<<<<

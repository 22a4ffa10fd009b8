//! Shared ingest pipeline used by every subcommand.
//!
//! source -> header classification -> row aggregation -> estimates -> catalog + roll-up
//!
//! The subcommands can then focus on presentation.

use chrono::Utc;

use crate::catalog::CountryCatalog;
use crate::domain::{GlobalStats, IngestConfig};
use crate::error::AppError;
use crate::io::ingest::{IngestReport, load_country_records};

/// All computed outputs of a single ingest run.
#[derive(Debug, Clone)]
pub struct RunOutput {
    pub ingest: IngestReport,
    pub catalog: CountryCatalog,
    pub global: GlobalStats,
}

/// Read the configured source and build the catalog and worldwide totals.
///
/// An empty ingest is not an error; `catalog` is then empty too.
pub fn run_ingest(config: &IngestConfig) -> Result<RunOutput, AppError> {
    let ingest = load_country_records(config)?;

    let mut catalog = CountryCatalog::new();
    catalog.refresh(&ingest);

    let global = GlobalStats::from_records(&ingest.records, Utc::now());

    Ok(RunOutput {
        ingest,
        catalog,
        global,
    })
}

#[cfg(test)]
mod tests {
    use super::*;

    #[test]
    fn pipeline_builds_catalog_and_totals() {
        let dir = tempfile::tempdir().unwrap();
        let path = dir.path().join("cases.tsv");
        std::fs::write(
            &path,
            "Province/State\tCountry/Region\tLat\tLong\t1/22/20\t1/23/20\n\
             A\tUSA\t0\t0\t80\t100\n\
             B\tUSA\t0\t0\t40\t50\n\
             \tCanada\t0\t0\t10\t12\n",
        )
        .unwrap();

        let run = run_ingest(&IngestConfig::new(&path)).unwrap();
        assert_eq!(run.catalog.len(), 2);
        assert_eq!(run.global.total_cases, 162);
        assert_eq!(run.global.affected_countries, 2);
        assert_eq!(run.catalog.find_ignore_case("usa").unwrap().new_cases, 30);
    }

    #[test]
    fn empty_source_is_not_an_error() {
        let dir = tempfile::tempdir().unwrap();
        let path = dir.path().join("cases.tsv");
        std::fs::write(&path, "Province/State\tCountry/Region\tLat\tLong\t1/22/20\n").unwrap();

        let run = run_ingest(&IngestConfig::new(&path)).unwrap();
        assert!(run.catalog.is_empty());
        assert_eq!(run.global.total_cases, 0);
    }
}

>>>>
<<<<

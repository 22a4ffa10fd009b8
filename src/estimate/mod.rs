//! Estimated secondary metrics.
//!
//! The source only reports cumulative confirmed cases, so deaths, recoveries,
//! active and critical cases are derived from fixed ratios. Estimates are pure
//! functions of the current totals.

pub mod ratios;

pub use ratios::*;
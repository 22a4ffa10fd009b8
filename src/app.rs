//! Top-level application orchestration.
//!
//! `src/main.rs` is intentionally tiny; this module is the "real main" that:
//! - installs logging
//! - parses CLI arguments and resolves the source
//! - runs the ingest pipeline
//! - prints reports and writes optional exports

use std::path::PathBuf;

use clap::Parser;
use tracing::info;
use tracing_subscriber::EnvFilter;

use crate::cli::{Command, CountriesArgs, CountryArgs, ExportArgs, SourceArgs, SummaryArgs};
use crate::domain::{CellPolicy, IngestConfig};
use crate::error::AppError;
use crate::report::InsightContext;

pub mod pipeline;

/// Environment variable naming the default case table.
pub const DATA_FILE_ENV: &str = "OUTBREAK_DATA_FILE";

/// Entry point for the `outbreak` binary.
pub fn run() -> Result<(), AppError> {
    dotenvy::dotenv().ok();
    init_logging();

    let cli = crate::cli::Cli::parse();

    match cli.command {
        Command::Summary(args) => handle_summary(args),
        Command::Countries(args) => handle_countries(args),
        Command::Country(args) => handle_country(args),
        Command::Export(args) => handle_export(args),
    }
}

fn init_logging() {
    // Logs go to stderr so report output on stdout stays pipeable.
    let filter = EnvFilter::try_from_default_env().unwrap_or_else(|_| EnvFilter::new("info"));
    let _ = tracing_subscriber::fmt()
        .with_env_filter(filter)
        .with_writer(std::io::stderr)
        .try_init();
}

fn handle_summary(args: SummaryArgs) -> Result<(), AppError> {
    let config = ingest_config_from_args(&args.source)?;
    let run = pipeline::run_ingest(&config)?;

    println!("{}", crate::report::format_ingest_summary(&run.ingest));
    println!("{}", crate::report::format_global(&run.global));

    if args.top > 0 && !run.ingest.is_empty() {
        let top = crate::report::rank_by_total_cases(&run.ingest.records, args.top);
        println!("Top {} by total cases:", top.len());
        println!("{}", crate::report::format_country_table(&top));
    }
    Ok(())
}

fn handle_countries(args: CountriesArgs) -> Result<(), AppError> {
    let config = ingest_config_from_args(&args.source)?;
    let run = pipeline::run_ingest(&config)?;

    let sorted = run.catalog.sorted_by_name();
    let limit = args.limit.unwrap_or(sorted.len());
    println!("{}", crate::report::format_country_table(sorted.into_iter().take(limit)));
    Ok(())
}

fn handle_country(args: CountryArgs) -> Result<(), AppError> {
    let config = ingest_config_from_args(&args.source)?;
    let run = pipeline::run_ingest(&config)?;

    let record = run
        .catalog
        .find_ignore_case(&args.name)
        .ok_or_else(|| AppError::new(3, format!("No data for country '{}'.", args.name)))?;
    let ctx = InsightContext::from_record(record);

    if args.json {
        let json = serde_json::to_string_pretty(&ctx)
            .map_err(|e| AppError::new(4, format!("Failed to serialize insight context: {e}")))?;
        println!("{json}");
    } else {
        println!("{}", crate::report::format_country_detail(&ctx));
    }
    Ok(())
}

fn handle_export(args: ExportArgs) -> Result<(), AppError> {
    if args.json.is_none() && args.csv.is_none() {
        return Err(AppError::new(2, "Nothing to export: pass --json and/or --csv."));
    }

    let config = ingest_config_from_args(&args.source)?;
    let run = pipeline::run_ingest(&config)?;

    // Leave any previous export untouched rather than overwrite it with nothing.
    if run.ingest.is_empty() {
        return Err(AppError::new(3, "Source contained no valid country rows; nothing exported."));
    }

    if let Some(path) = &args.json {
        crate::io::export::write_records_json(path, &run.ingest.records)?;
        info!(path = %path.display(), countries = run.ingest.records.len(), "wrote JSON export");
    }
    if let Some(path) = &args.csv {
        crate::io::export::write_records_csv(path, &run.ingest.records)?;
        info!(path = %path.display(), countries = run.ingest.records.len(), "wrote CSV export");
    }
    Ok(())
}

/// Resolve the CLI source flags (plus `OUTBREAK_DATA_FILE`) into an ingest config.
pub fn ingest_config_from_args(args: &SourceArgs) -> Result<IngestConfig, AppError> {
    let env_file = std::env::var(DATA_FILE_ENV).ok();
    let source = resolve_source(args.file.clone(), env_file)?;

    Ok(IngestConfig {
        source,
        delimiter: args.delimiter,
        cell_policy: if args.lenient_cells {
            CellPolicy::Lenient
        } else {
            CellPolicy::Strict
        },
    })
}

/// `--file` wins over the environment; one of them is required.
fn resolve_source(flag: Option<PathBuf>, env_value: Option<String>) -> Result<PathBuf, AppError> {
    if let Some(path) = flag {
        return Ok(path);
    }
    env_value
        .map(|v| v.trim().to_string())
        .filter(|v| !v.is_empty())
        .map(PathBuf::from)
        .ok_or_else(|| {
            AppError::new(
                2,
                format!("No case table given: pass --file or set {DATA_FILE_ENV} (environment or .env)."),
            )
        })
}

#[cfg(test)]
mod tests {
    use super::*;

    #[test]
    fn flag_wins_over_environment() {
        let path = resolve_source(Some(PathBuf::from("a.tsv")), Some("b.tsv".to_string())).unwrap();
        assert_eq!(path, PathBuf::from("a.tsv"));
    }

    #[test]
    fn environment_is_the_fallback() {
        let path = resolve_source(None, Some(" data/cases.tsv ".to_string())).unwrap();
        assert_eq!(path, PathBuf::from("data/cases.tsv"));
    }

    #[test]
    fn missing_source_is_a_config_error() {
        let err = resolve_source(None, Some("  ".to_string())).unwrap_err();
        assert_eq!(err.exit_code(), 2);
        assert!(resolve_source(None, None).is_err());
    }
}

>>>>

EXERCISE: Above are the entries; copy every line among them that contains the word "InsightContext".

SOLUTION TO THIS PROBLEM:
use crate::report::InsightContext;
    let ctx = InsightContext::from_record(record);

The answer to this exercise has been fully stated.